Fish-derived bioactive peptides suggested to influence pathways involved in regulation of blood pressure, lipid and glucose metabolism, and body composition. Some of them could be developed as antihypertensive components in functional foods or nutraceuticals. The protective effects of the tilapia Oreochromis niloticus peptide against oxidative stress, inflammation, and endothelial injury were evaluated in angiotensin II (Ang II)-stimulated human umbilical vein endothelial cells [27]. The peptide moderated Ang II-stimulated oxidative stress and vascular endothelial dysfunction [27]. Another tilapia peptide with a high ACE-inhibitory activity was identified, and its antihypertensive effect was evaluated in vivo [28]. The obtained results showed that the tilapia peptide exerts an antihypertensive effect in spontaneously hypertensive rats, and the systolic and diastolic blood pressures of the rats remarkably decreased [28]. Thus, both tilapia peptides have potential for application in therapy of hypertensive disorders.

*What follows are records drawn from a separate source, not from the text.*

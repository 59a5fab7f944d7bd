/*
 * SPDX-FileCopyrightText: 2025 Sebastiano Vigna
 *
 * SPDX-License-Identifier: Apache-2.0 OR LGPL-2.1-or-later
 */

//! Single-source shortest paths by concurrent edge relaxation.
//!
//! The primary variant is delta-stepping: pending relaxations are kept in
//! priority buckets of width 2<sup>[`delta`](SsspPlan::delta)</sup> and
//! drained in approximately ascending order by the asynchronous executor.
//! Approximate order is sufficient for correctness: distances only decrease,
//! so a relaxation can never target a bucket that has already been fully
//! drained, and items that lost their race are discarded by a staleness
//! check when popped. Smaller buckets mean less wasted work, larger buckets
//! more parallelism; `delta = 0` degenerates to exact priority order.
//!
//! Serial bucket, Dijkstra and topological fixed-point variants of the same
//! relaxation rule are provided as references. Edge weights must be
//! non-negative; negative weights are not validated and yield unspecified
//! distances.

mod delta_step;
mod serial;
mod topo;

use crate::graph::{CsrGraph, PropertyGraph, Scalar, ScalarType};
use crate::par::reduce::{FloatSum, LogicalOr, Max, Sum};
use crate::par::{do_all, Threads, Weight};
use crate::{Error, Result};
use dsi_progress_logger::ProgressLog;
use std::ops::Range;
use sync_cell_slice::SyncSlice;

/// Chunk claimed at a time by a worker in work-stealing passes.
const CHUNK_SIZE: usize = 64;

/// Selects the shortest-path implementation run by [`shortest_path`].
#[derive(Debug, Clone, Copy, PartialEq, Eq)]
pub enum SsspAlgorithm {
    /// Parallel delta-stepping, one update request per improved node.
    DeltaStep,
    /// Parallel delta-stepping over pre-chunked edge tiles.
    DeltaStepTile,
    /// Delta-stepping with a full barrier between buckets.
    DeltaStepBarrier,
    /// Single-threaded bucket relaxation.
    SerialDelta,
    SerialDeltaTile,
    /// Exact priority order (reference implementation).
    Dijkstra,
    DijkstraTile,
    /// Synchronous fixed point over all nodes.
    Topological,
    TopologicalTile,
}

/// Configuration for [`shortest_path`].
#[derive(Debug, Clone)]
pub struct SsspPlan {
    pub algorithm: SsspAlgorithm,
    /// Bucket-width exponent: an item with distance `d` goes to bucket
    /// `d >> delta`.
    pub delta: u32,
    /// Edges per tile for the tiled variants.
    pub edge_tile_size: usize,
    /// Count and log stale items and overwritten relaxations.
    pub track_work: bool,
    pub threads: Threads,
}

impl Default for SsspPlan {
    fn default() -> Self {
        Self {
            algorithm: SsspAlgorithm::DeltaStep,
            delta: 13,
            edge_tile_size: 512,
            track_work: false,
            threads: Threads::Default,
        }
    }
}

impl SsspPlan {
    fn with_algorithm(algorithm: SsspAlgorithm) -> Self {
        Self {
            algorithm,
            ..Self::default()
        }
    }

    pub fn delta_step(delta: u32) -> Self {
        Self {
            delta,
            ..Self::with_algorithm(SsspAlgorithm::DeltaStep)
        }
    }

    pub fn delta_step_tile(delta: u32) -> Self {
        Self {
            delta,
            ..Self::with_algorithm(SsspAlgorithm::DeltaStepTile)
        }
    }

    pub fn delta_step_barrier(delta: u32) -> Self {
        Self {
            delta,
            ..Self::with_algorithm(SsspAlgorithm::DeltaStepBarrier)
        }
    }

    pub fn serial_delta(delta: u32) -> Self {
        Self {
            delta,
            ..Self::with_algorithm(SsspAlgorithm::SerialDelta)
        }
    }

    pub fn serial_delta_tile(delta: u32) -> Self {
        Self {
            delta,
            ..Self::with_algorithm(SsspAlgorithm::SerialDeltaTile)
        }
    }

    pub fn dijkstra() -> Self {
        Self::with_algorithm(SsspAlgorithm::Dijkstra)
    }

    pub fn dijkstra_tile() -> Self {
        Self::with_algorithm(SsspAlgorithm::DijkstraTile)
    }

    pub fn topological() -> Self {
        Self::with_algorithm(SsspAlgorithm::Topological)
    }

    pub fn topological_tile() -> Self {
        Self::with_algorithm(SsspAlgorithm::TopologicalTile)
    }
}

/// A proposed relaxation of the out-edges of `src`, created when its
/// distance improved to `dist`.
///
/// Consumed exactly once; by the time it is popped the live distance may
/// have improved further, in which case the request is stale and discarded.
pub struct Req<W> {
    pub src: usize,
    pub dist: W,
}

/// A pre-chunked group of out-edges of `src`, with the distance snapshot
/// taken at creation time.
///
/// Tiles amortize task-creation overhead on high-degree nodes; the snapshot
/// is re-validated against the live distance before the edges are relaxed.
pub struct EdgeTile<W> {
    pub src: usize,
    pub dist: W,
    pub edges: Range<usize>,
}

/// Unit of relaxation work: either a whole-node [`Req`] or an [`EdgeTile`].
pub(crate) trait WorkItem<W: Weight>: Send + Sized {
    fn src(&self) -> usize;

    fn dist(&self) -> W;

    /// The edge handles this item relaxes.
    fn edges(&self, graph: &CsrGraph) -> Range<usize>;

    /// Creates the items covering the out-edges of `node` at distance
    /// `dist` and feeds them to `push`.
    fn make(
        graph: &CsrGraph,
        node: usize,
        dist: W,
        tile_size: usize,
        push: impl FnMut(Self),
    );
}

impl<W: Weight> WorkItem<W> for Req<W> {
    #[inline(always)]
    fn src(&self) -> usize {
        self.src
    }

    #[inline(always)]
    fn dist(&self) -> W {
        self.dist
    }

    #[inline(always)]
    fn edges(&self, graph: &CsrGraph) -> Range<usize> {
        graph.out_edges(self.src)
    }

    #[inline(always)]
    fn make(
        _graph: &CsrGraph,
        node: usize,
        dist: W,
        _tile_size: usize,
        mut push: impl FnMut(Self),
    ) {
        push(Req { src: node, dist });
    }
}

impl<W: Weight> WorkItem<W> for EdgeTile<W> {
    #[inline(always)]
    fn src(&self) -> usize {
        self.src
    }

    #[inline(always)]
    fn dist(&self) -> W {
        self.dist
    }

    #[inline(always)]
    fn edges(&self, _graph: &CsrGraph) -> Range<usize> {
        self.edges.clone()
    }

    fn make(
        graph: &CsrGraph,
        node: usize,
        dist: W,
        tile_size: usize,
        mut push: impl FnMut(Self),
    ) {
        let Range { start, end } = graph.out_edges(node);
        let mut begin = start;
        while begin < end {
            let tile_end = (begin + tile_size).min(end);
            push(EdgeTile {
                src: node,
                dist,
                edges: begin..tile_end,
            });
            begin = tile_end;
        }
    }
}

/// Computes shortest-path distances from `start_node` and stores them in a
/// new node property.
///
/// Edge weights are read from the `weight_property` column, whose scalar
/// type (u32, u64, f32 or f64) selects the distance type. The output column
/// `output_property` is created with the same type; unreached nodes are left
/// at the type's infinity sentinel.
///
/// # Errors
///
/// * [`Error::InvalidStartNode`] if `start_node` is out of range.
/// * [`Error::PropertyNotFound`] if the weight column does not exist.
/// * [`Error::PropertyExists`] if the output column already exists.
/// * [`Error::InternalConsistency`] if the scheduler terminates with pending
///   work, which indicates a bug or a negative edge weight.
///
/// # Examples
/// ```
/// # fn main() -> propgraph_algo::Result<()> {
/// use dsi_progress_logger::no_logging;
/// use propgraph_algo::algo::sssp::{shortest_path, SsspPlan};
/// use propgraph_algo::graph::PropertyGraph;
///
/// let mut graph = PropertyGraph::from_weighted_arcs(
///     4,
///     &[(0, 1, 1u32), (1, 2, 1), (2, 3, 1), (3, 0, 1)],
///     "weight",
/// );
/// shortest_path(&mut graph, 0, "weight", "distance", &SsspPlan::default(), no_logging![])?;
/// assert_eq!(graph.node_values::<u32>("distance")?, &[0, 1, 2, 3]);
/// # Ok(())
/// # }
/// ```
pub fn shortest_path(
    graph: &mut PropertyGraph,
    start_node: usize,
    weight_property: &str,
    output_property: &str,
    plan: &SsspPlan,
    pl: &mut impl ProgressLog,
) -> Result<()> {
    match graph.edge_property(weight_property)?.scalar_type() {
        ScalarType::U32 => {
            run::<u32>(graph, start_node, weight_property, output_property, plan, pl)
        }
        ScalarType::U64 => {
            run::<u64>(graph, start_node, weight_property, output_property, plan, pl)
        }
        ScalarType::F32 => {
            run::<f32>(graph, start_node, weight_property, output_property, plan, pl)
        }
        ScalarType::F64 => {
            run::<f64>(graph, start_node, weight_property, output_property, plan, pl)
        }
    }
}

fn run<W: Weight + Scalar>(
    graph: &mut PropertyGraph,
    start_node: usize,
    weight_property: &str,
    output_property: &str,
    plan: &SsspPlan,
    pl: &mut impl ProgressLog,
) -> Result<()> {
    let num_nodes = graph.num_nodes();
    if start_node >= num_nodes {
        return Err(Error::InvalidStartNode {
            node: start_node,
            num_nodes,
        });
    }
    graph.construct_node_property(output_property, W::TYPE)?;

    let pool = plan.threads.build();
    let dist: Box<[W::Atomic]> = (0..num_nodes).map(|_| W::new_atomic(W::INFINITY)).collect();
    W::store(&dist[start_node], W::ZERO);

    {
        let topology = graph.topology();
        let weights: &[W] = graph.edge_values(weight_property)?;

        pl.start(format!(
            "Computing shortest paths with {:?}...",
            plan.algorithm
        ));
        match plan.algorithm {
            SsspAlgorithm::DeltaStep => {
                delta_step::run::<W, Req<W>>(topology, weights, &dist, start_node, plan, &pool, false)?
            }
            SsspAlgorithm::DeltaStepTile => delta_step::run::<W, EdgeTile<W>>(
                topology, weights, &dist, start_node, plan, &pool, false,
            )?,
            SsspAlgorithm::DeltaStepBarrier => {
                delta_step::run::<W, Req<W>>(topology, weights, &dist, start_node, plan, &pool, true)?
            }
            SsspAlgorithm::SerialDelta => {
                serial::delta::<W, Req<W>>(topology, weights, &dist, start_node, plan)?
            }
            SsspAlgorithm::SerialDeltaTile => {
                serial::delta::<W, EdgeTile<W>>(topology, weights, &dist, start_node, plan)?
            }
            SsspAlgorithm::Dijkstra => {
                serial::dijkstra::<W, Req<W>>(topology, weights, &dist, start_node, plan)
            }
            SsspAlgorithm::DijkstraTile => {
                serial::dijkstra::<W, EdgeTile<W>>(topology, weights, &dist, start_node, plan)
            }
            SsspAlgorithm::Topological => topo::run::<W>(topology, weights, &dist, &pool),
            SsspAlgorithm::TopologicalTile => {
                topo::run_tile::<W>(topology, weights, &dist, &pool, plan)
            }
        }
        pl.done();
    }

    let output = graph.node_values_mut::<W>(output_property)?;
    let output_sync = output.as_sync_slice();
    do_all(&pool, num_nodes, |node| {
        // SAFETY: every node writes its own output cell exactly once.
        unsafe { output_sync[node].set(W::load(&dist[node])) }
    });

    Ok(())
}

/// Checks the shortest-path optimality condition on a computed distance
/// column: the start node is at distance zero, and no edge can improve its
/// head's distance.
///
/// Returns [`Error::AssertionFailed`] on a violation. A violation after
/// [`shortest_path`] returned successfully indicates either a bug or a
/// negative edge weight.
pub fn shortest_path_validate(
    graph: &PropertyGraph,
    start_node: usize,
    weight_property: &str,
    output_property: &str,
) -> Result<()> {
    match graph.node_property(output_property)?.scalar_type() {
        ScalarType::U32 => validate::<u32>(graph, start_node, weight_property, output_property),
        ScalarType::U64 => validate::<u64>(graph, start_node, weight_property, output_property),
        ScalarType::F32 => validate::<f32>(graph, start_node, weight_property, output_property),
        ScalarType::F64 => validate::<f64>(graph, start_node, weight_property, output_property),
    }
}

fn validate<W: Weight + Scalar>(
    graph: &PropertyGraph,
    start_node: usize,
    weight_property: &str,
    output_property: &str,
) -> Result<()> {
    let num_nodes = graph.num_nodes();
    if start_node >= num_nodes {
        return Err(Error::InvalidStartNode {
            node: start_node,
            num_nodes,
        });
    }
    let dist: &[W] = graph.node_values(output_property)?;
    let weights: &[W] = graph.edge_values(weight_property)?;
    let topology = graph.topology();

    if dist[start_node] != W::ZERO {
        return Err(Error::AssertionFailed(format!(
            "start node {} has distance {:?} instead of zero",
            start_node, dist[start_node]
        )));
    }

    let pool = Threads::Default.build();
    let not_consistent = LogicalOr::new(&pool);
    do_all(&pool, num_nodes, |node| {
        if dist[node] >= W::INFINITY {
            return;
        }
        for edge in topology.out_edges(node) {
            let dest = topology.edge_dest(edge);
            if dist[dest] > dist[node] + weights[edge] {
                not_consistent.update(true);
            }
        }
    });

    if not_consistent.reduce() {
        return Err(Error::AssertionFailed(
            "an edge can still improve its head's distance".into(),
        ));
    }
    Ok(())
}

/// Summary of a computed distance column, over reached nodes only (nodes
/// left at the infinity sentinel are excluded).
#[derive(Debug, Clone, Copy, PartialEq)]
pub struct SsspStatistics {
    pub reached_nodes: usize,
    pub max_distance: f64,
    pub average_distance: f64,
}

impl std::fmt::Display for SsspStatistics {
    fn fmt(&self, f: &mut std::fmt::Formatter<'_>) -> std::fmt::Result {
        writeln!(f, "Number of reached nodes = {}", self.reached_nodes)?;
        writeln!(f, "Maximum distance = {}", self.max_distance)?;
        writeln!(f, "Average distance = {}", self.average_distance)
    }
}

/// Computes [`SsspStatistics`] for a distance column produced by
/// [`shortest_path`].
pub fn shortest_path_statistics(
    graph: &PropertyGraph,
    output_property: &str,
) -> Result<SsspStatistics> {
    match graph.node_property(output_property)?.scalar_type() {
        ScalarType::U32 => statistics::<u32>(graph, output_property),
        ScalarType::U64 => statistics::<u64>(graph, output_property),
        ScalarType::F32 => statistics::<f32>(graph, output_property),
        ScalarType::F64 => statistics::<f64>(graph, output_property),
    }
}

fn statistics<W: Weight + Scalar>(
    graph: &PropertyGraph,
    output_property: &str,
) -> Result<SsspStatistics> {
    let dist: &[W] = graph.node_values(output_property)?;
    let pool = Threads::Default.build();

    let max_dist = Max::<W>::new(&pool);
    let sum_dist = FloatSum::new(&pool);
    let num_reached = Sum::<usize>::new(&pool);

    do_all(&pool, dist.len(), |node| {
        let d = dist[node];
        if d < W::INFINITY {
            max_dist.update(d);
            sum_dist.update(d.to_f64());
            num_reached.update(1);
        }
    });

    let reached_nodes = num_reached.reduce();
    Ok(SsspStatistics {
        reached_nodes,
        max_distance: max_dist.reduce().map_or(0.0, W::to_f64),
        average_distance: if reached_nodes == 0 {
            0.0
        } else {
            sum_dist.reduce() / reached_nodes as f64
        },
    })
}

Eight antioxidant peptides were purified from the hairtail Trichiurus japonicas [29]. The peptides might serve as potential antioxidants in pharmaceutical and health food industries. Several novel short antibacterial peptides were isolated from the half-fin anchovy Setipinna taty [30]. The peptides displayed antibacterial activity against Escherichia coli via inducing intracellular H₂O₂ production [30]. A novel peptide inhibiting the influenza A H1N1 virus neuraminidase was isolated from the skin hydrolysates of the cod Gadus macrocephalus [31]. The peptide acts as a neuraminidase blocker inhibiting influenza A virus in Madin–Darby canine kidney (MDCK) cells. Thus, the peptide has potential utility in treatment of the influenza virus infection.

As seen from the above overview, the papers included in this Special Issue deal with diverse marine organisms, providing an overall view of their biological potential. A range of new marine-derived peptides were isolated from evolutionarily distant species and characterized. Significantly, most of them displayed broad-spectrum biological activities and potential for use in clinical trials in humans. All the papers presented in this Special Issue underline the central role of bioactive peptides in innate immunity of marine organisms as well as their therapeutic potential for human health care.

In conclusion, the Guest Editor thanks all the authors who contributed to this Special Issue, all the reviewers for evaluating the submitted manuscripts, and the Editorial board of Marine Drugs, especially Orazio Taglialatela-Scafat, Editor-in-Chief of this journal, and Estelle Fan, Assistant Editor, for their kind help in bringing this book into reality.